= Kontinental Hockey League team changes =

Changes in the Kontinental Hockey League

From the league's inception in 2008 there have always been team changes in the Kontinental Hockey League between seasons, as some new teams have joined the league or others have left it. There is no promotion/relegation system with the VHL in place like there was with the Superleague and Vysshaya Liga. The number of teams in the league stayed at 24 throughout the first two seasons. In the third season the number of teams was reduced to 23 because Budivelnyk, a team that planned to join the league, dropped out before the start of the season.

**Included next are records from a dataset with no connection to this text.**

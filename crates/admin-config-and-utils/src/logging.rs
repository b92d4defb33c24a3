//! Logging initialization.
//!
//! Thin wrapper over the `observability` package so every entry point sets up
//! tracing the same way.

use observability::LogConfig;
use std::path::PathBuf;

/// Initialize logging: JSONL to `log_path` (or the default location) plus
/// compact stderr output. `RUST_LOG` overrides `level`.
///
/// ```ignore
/// init_logging("info", None);
/// tracing::info!("started");
/// ```
pub fn init_logging(level: &str, log_path: Option<PathBuf>) {
    observability::init_with_config(LogConfig {
        default_level: level.into(),
        log_path,
        also_stderr: true,
    });
}
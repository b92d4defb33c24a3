//! Process configuration for the admin tooling.
//!
//! This is the deployment-side configuration (where the database lives, how
//! verbose logging is). Site settings stored inside the database are handled
//! by the `site-config` crate.

use crate::{CoreError, CoreResult, Paths};
use serde::{Deserialize, Serialize};
use std::path::{Path, PathBuf};

/// Default log level.
pub const DEFAULT_LOG_LEVEL: &str = "info";

/// Default time a write work block waits for the database write lock.
pub const DEFAULT_BUSY_TIMEOUT_MS: u64 = 5_000;

const ENV_LOG_LEVEL: &str = "MICROBLOG_ADMIN_LOG_LEVEL";
const ENV_DATABASE: &str = "MICROBLOG_ADMIN_DATABASE";
const ENV_BUSY_TIMEOUT_MS: &str = "MICROBLOG_ADMIN_BUSY_TIMEOUT_MS";

/// Main process configuration.
#[derive(Debug, Clone, Serialize, Deserialize)]
pub struct Config {
    /// Log level (trace, debug, info, warn, error).
    #[serde(default = "default_log_level")]
    pub log_level: String,
    /// Database file; `None` means `Paths::database_file()`.
    #[serde(default)]
    pub database_path: Option<PathBuf>,
    /// SQLite busy timeout in milliseconds.
    #[serde(default = "default_busy_timeout_ms")]
    pub busy_timeout_ms: u64,
}

fn default_log_level() -> String {
    DEFAULT_LOG_LEVEL.to_string()
}

fn default_busy_timeout_ms() -> u64 {
    DEFAULT_BUSY_TIMEOUT_MS
}

impl Default for Config {
    fn default() -> Self {
        Self {
            log_level: default_log_level(),
            database_path: None,
            busy_timeout_ms: DEFAULT_BUSY_TIMEOUT_MS,
        }
    }
}

impl Config {
    /// Load configuration from the config file (if any), then apply
    /// environment overrides.
    pub fn load(paths: &Paths) -> CoreResult<Self> {
        let config_path = paths.config_file();

        let mut config = if config_path.exists() {
            Self::load_from_file(&config_path)?
        } else {
            Self::default()
        };

        config.apply_overrides(|name| std::env::var(name).ok())?;
        Ok(config)
    }

    /// Load configuration from a specific file.
    pub fn load_from_file(path: &Path) -> CoreResult<Self> {
        let content = std::fs::read_to_string(path)?;
        let config: Config = serde_json::from_str(&content)?;
        Ok(config)
    }

    /// Save configuration to the config file.
    pub fn save(&self, paths: &Paths) -> CoreResult<()> {
        paths.ensure_dirs()?;
        let content = serde_json::to_string_pretty(self)?;
        std::fs::write(paths.config_file(), content)?;
        Ok(())
    }

    /// Apply overrides from a variable lookup (the process environment in
    /// production).
    pub fn apply_overrides<F>(&mut self, lookup: F) -> CoreResult<()>
    where
        F: Fn(&str) -> Option<String>,
    {
        if let Some(level) = lookup(ENV_LOG_LEVEL).and_then(non_empty) {
            self.log_level = level;
        }
        if let Some(path) = lookup(ENV_DATABASE).and_then(non_empty) {
            self.database_path = Some(PathBuf::from(path));
        }
        if let Some(raw) = lookup(ENV_BUSY_TIMEOUT_MS).and_then(non_empty) {
            self.busy_timeout_ms = raw.parse().map_err(|_| {
                CoreError::Config(format!("{ENV_BUSY_TIMEOUT_MS} must be an integer, got {raw:?}"))
            })?;
        }
        Ok(())
    }

    /// Resolve the database file location.
    pub fn database_path(&self, paths: &Paths) -> PathBuf {
        self.database_path
            .clone()
            .unwrap_or_else(|| paths.database_file())
    }
}

fn non_empty(raw: String) -> Option<String> {
    let trimmed = raw.trim();
    if trimmed.is_empty() {
        None
    } else {
        Some(trimmed.to_string())
    }
}
//! Request-scoped snapshot of the site configuration.

use crate::keys::{ConfigKey, ConfigValue, PathKey, PASSWORD_UNSET};
use crate::{ConfigError, ConfigResult};
use admin_database::{queries, revision, ConfigRow, Session, TxMode};
use std::collections::HashMap;
use std::fmt;
use tracing::debug;

/// Every recognized configuration value, validated.
///
/// Built only through [`ConfigCache::load`] or [`ConfigCache::from_rows`]; a
/// cache with a missing or malformed entry cannot exist.
#[derive(Clone, PartialEq, Eq)]
pub struct ConfigCache {
    epoch: u64,
    revision: u32,
    auth_window_minutes: u32,
    auth_cost: u32,
    auth_suffix: String,
    auth_secret: String,
    password_hash: String,
    paths: [String; 8],
}

impl ConfigCache {
    /// Read and validate the whole `config` table in one read-only work block.
    pub fn load(session: &mut Session) -> ConfigResult<Self> {
        let rows = session.work(TxMode::Read, |s| queries::list_config_rows(s.connection()))?;
        Self::from_rows(rows)
    }

    /// Validate raw rows. Unrecognized keys are ignored; a recognized key that
    /// is duplicated, malformed or absent fails the whole load.
    pub fn from_rows(rows: impl IntoIterator<Item = ConfigRow>) -> ConfigResult<Self> {
        let mut values: HashMap<ConfigKey, ConfigValue> = HashMap::new();

        for row in rows {
            let Some(key) = ConfigKey::from_name(&row.key) else {
                debug!(key = %row.key, "Ignoring unrecognized config key");
                continue;
            };
            if values.contains_key(&key) {
                return Err(ConfigError::Duplicate(key));
            }
            let raw = row.value.ok_or_else(|| ConfigError::Malformed {
                key,
                reason: "value is NULL".to_string(),
            })?;
            values.insert(key, key.validate(&raw)?);
        }

        let mut take = |key: ConfigKey| values.remove(&key).ok_or(ConfigError::Missing(key));

        let epoch = number(take(ConfigKey::Epoch)?);
        let revision = narrow(ConfigKey::Revision, number(take(ConfigKey::Revision)?))?;
        let auth_window_minutes = narrow(
            ConfigKey::AuthWindowMinutes,
            number(take(ConfigKey::AuthWindowMinutes)?),
        )?;
        let auth_cost = narrow(ConfigKey::AuthCost, number(take(ConfigKey::AuthCost)?))?;
        let auth_suffix = text(take(ConfigKey::AuthSuffix)?);
        let auth_secret = text(take(ConfigKey::AuthSecret)?);
        let password_hash = text(take(ConfigKey::PasswordHash)?);

        let mut paths: [String; 8] = Default::default();
        for path_key in PathKey::ALL {
            paths[path_key.index()] = text(take(ConfigKey::Path(path_key))?);
        }

        Ok(Self {
            epoch,
            revision,
            auth_window_minutes,
            auth_cost,
            auth_suffix,
            auth_secret,
            password_hash,
            paths,
        })
    }

    /// Value of a key.
    pub fn get(&self, key: ConfigKey) -> ConfigValue {
        match key {
            ConfigKey::Epoch => ConfigValue::Number(self.epoch),
            ConfigKey::Revision => ConfigValue::Number(u64::from(self.revision)),
            ConfigKey::AuthWindowMinutes => {
                ConfigValue::Number(u64::from(self.auth_window_minutes))
            }
            ConfigKey::AuthCost => ConfigValue::Number(u64::from(self.auth_cost)),
            ConfigKey::AuthSuffix => ConfigValue::Text(self.auth_suffix.clone()),
            ConfigKey::AuthSecret => ConfigValue::Text(self.auth_secret.clone()),
            ConfigKey::PasswordHash => ConfigValue::Text(self.password_hash.clone()),
            ConfigKey::Path(path_key) => ConfigValue::Text(self.path(path_key).to_string()),
        }
    }

    /// Value of a key given by name.
    ///
    /// # Panics
    ///
    /// Panics if `name` is not a configuration key; callers only pass names
    /// they know.
    pub fn get_by_name(&self, name: &str) -> ConfigValue {
        match ConfigKey::from_name(name) {
            Some(key) => self.get(key),
            None => panic!("unknown config key {name:?}"),
        }
    }

    pub fn epoch(&self) -> u64 {
        self.epoch
    }

    /// Revision at the time the cache was loaded.
    pub fn revision(&self) -> u32 {
        self.revision
    }

    /// Weak ETag for [`revision`](Self::revision).
    pub fn etag(&self) -> String {
        revision::etag(self.revision)
    }

    pub fn auth_window_minutes(&self) -> u32 {
        self.auth_window_minutes
    }

    pub fn auth_cost(&self) -> u32 {
        self.auth_cost
    }

    pub fn auth_suffix(&self) -> &str {
        &self.auth_suffix
    }

    pub fn auth_secret(&self) -> &str {
        &self.auth_secret
    }

    /// The stored password hash, `None` if no password is set.
    pub fn password_hash(&self) -> Option<&str> {
        if self.password_hash == PASSWORD_UNSET {
            None
        } else {
            Some(&self.password_hash)
        }
    }

    pub fn path(&self, key: PathKey) -> &str {
        &self.paths[key.index()]
    }
}

impl fmt::Debug for ConfigCache {
    fn fmt(&self, f: &mut fmt::Formatter<'_>) -> fmt::Result {
        f.debug_struct("ConfigCache")
            .field("epoch", &self.epoch)
            .field("revision", &revision::format_hex(self.revision))
            .field("auth_window_minutes", &self.auth_window_minutes)
            .field("auth_cost", &self.auth_cost)
            .field("auth_suffix", &self.auth_suffix)
            .field("auth_secret", &"<redacted>")
            .field("password_set", &self.password_hash().is_some())
            .field("paths", &self.paths)
            .finish()
    }
}

fn number(value: ConfigValue) -> u64 {
    match value {
        ConfigValue::Number(n) => n,
        ConfigValue::Text(_) => unreachable!("numeric keys validate to numbers"),
    }
}

fn text(value: ConfigValue) -> String {
    match value {
        ConfigValue::Text(s) => s,
        ConfigValue::Number(_) => unreachable!("text keys validate to text"),
    }
}

fn narrow(key: ConfigKey, value: u64) -> ConfigResult<u32> {
    u32::try_from(value).map_err(|_| ConfigError::Malformed {
        key,
        reason: "out of range".to_string(),
    })
}
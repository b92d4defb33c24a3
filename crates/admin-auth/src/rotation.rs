//! Global logout.

use crate::AuthResult;
use admin_database::{queries, Session, TxMode};
use site_config::{generate_secret, ConfigError, ConfigKey};
use tracing::info;

/// Replace the cookie signing secret with a fresh random one.
///
/// Runs in a `W` work block, so the revision is not bumped. Every token
/// issued before the rotation fails validation once the configuration is
/// reloaded.
pub fn rotate_secret(session: &mut Session) -> AuthResult<()> {
    let key = ConfigKey::AuthSecret;
    let secret = generate_secret();

    session.work(TxMode::Write, |s| -> AuthResult<()> {
        match queries::update_config_value(s.connection(), key.name(), &secret)? {
            1 => Ok(()),
            0 => Err(ConfigError::Missing(key).into()),
            _ => Err(ConfigError::Duplicate(key).into()),
        }
    })?;

    info!("Rotated auth secret");
    Ok(())
}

Initially, Lev Poprad replaced Budivelnyk to retain the number of teams at 24. However, Lev was excluded by the KHL before the start of that season, but would be accepted into the league for 2011–12. The league plans to expand this number for future seasons.

The inaugural season of KHL included all 20 teams of the 2007–08 Russian Superleague. Non–Russian teams Barys Astana, Dinamo Riga and Dinamo Minsk also joined the newly formed league. Likewise, the recreated team of Khimik Voskresensk, the champion of the 2007–08 season of the Major League, joined. Thus the initial number of teams was 24.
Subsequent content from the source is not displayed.